Exercise goal:
Exactly as they appear below, repeat the lines from the one with "body (POST /post-ride)" through the one with "insert_ride(db, &ride).await?;", and no others.

BEGIN Records provided

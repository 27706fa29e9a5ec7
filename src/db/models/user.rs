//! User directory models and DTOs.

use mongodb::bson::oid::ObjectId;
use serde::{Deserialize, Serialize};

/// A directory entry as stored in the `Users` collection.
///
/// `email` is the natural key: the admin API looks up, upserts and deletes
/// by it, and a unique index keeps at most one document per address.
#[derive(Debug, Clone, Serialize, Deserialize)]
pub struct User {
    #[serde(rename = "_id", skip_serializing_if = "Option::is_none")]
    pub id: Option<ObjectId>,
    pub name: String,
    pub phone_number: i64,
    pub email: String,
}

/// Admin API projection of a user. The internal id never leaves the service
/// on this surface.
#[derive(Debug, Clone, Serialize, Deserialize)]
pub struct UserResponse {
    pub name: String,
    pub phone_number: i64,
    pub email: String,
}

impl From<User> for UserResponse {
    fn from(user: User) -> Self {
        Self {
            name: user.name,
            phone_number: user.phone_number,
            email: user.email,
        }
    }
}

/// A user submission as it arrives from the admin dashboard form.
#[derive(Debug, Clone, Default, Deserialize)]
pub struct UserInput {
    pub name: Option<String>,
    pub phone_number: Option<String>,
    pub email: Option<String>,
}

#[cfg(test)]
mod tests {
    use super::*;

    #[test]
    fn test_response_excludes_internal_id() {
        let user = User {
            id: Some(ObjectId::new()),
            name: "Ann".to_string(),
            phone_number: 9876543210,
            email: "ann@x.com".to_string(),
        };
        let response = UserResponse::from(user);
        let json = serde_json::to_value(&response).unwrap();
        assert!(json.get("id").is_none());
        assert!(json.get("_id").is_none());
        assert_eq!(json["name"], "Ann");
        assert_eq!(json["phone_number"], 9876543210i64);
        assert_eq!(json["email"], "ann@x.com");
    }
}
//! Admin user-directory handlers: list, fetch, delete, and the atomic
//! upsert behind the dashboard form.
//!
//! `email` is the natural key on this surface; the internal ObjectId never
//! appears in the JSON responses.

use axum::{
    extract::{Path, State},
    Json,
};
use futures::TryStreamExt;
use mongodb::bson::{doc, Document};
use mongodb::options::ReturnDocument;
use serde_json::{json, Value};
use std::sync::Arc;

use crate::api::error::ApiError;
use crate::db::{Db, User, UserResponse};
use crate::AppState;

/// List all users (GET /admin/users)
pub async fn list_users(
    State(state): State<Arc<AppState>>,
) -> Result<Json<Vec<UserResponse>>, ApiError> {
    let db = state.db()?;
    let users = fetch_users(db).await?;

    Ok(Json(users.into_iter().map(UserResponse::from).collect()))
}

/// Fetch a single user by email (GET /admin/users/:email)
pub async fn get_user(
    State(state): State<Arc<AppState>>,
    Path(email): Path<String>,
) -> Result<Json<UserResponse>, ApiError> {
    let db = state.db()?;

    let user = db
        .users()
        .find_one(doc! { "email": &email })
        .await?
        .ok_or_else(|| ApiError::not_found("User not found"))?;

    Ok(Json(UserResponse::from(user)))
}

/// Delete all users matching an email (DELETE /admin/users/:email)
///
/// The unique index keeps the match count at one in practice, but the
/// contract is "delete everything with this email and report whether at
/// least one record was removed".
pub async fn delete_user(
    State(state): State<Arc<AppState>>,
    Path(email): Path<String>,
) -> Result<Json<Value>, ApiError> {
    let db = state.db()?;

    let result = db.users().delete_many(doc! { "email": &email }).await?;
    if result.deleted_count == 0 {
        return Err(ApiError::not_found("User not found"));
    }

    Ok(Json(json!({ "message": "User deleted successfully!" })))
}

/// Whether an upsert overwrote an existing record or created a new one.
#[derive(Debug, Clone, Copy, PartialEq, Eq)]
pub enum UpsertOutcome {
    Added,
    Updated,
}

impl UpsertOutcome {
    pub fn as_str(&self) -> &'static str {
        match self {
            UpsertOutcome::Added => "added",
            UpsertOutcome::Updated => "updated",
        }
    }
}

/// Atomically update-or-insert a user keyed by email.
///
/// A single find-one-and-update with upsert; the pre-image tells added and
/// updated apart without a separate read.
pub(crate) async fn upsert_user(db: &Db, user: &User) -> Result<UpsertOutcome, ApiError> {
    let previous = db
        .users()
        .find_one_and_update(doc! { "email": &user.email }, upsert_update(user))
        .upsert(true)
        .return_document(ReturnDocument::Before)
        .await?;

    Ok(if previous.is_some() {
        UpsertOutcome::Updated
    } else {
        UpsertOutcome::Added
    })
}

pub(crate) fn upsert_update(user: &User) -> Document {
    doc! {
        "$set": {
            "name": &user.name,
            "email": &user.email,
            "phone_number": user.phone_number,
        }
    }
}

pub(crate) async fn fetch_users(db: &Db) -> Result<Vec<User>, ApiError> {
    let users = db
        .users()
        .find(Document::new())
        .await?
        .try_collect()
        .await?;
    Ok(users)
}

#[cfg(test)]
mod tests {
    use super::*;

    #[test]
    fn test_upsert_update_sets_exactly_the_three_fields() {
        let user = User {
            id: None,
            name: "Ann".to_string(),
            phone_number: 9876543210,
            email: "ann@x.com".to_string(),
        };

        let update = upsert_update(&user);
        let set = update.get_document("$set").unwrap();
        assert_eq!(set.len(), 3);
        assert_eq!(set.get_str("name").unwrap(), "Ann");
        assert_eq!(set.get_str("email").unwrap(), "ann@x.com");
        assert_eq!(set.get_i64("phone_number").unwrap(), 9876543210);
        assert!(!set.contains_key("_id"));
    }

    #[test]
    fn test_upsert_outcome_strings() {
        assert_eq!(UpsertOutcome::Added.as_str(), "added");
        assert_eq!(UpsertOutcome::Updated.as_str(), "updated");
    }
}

END Records provided
BEGIN Records provided

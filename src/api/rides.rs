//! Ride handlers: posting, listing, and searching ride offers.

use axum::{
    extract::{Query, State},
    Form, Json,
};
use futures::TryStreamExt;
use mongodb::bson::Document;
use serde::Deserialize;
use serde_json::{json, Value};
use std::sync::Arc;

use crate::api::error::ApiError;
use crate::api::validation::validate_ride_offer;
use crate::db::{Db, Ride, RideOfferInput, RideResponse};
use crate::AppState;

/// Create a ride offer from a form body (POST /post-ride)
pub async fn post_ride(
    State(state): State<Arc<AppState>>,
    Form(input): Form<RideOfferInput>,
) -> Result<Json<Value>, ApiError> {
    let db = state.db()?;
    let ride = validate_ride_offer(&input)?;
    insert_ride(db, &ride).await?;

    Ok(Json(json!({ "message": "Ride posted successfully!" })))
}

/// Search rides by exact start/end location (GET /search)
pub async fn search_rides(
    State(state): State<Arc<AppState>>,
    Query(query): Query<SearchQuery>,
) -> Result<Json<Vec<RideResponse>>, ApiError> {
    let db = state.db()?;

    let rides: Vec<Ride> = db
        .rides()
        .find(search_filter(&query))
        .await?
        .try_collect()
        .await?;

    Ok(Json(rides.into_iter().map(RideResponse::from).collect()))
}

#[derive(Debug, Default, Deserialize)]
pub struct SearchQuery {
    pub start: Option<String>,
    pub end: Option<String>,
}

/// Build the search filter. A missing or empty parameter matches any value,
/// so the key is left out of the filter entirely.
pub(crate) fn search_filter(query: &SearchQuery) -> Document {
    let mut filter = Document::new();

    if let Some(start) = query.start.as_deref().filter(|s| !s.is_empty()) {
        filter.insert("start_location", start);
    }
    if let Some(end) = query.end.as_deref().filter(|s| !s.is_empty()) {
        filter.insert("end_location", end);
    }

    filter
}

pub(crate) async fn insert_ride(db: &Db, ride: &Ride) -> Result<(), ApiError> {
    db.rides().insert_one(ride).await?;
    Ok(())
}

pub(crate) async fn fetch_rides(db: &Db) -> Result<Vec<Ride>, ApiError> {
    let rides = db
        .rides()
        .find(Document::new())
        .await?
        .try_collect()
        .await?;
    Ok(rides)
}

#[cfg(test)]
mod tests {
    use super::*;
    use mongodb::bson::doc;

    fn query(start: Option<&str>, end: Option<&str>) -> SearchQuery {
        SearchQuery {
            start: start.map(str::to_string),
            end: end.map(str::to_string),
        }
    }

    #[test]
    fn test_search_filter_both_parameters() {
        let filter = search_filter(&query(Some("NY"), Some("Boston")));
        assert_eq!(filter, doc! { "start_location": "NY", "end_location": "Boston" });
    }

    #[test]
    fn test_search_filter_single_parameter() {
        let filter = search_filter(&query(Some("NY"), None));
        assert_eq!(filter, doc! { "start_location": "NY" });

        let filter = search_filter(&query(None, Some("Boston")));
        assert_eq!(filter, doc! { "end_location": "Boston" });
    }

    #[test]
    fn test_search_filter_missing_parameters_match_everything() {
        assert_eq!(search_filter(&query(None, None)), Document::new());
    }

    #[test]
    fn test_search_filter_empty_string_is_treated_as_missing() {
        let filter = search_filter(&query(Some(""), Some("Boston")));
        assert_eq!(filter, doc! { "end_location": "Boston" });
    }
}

END Records provided

Answer for this exercise:
/// Create a ride offer from a form body (POST /post-ride)
pub async fn post_ride(
    State(state): State<Arc<AppState>>,
    Form(input): Form<RideOfferInput>,
) -> Result<Json<Value>, ApiError> {
    let db = state.db()?;
    let ride = validate_ride_offer(&input)?;
    insert_ride(db, &ride).await?;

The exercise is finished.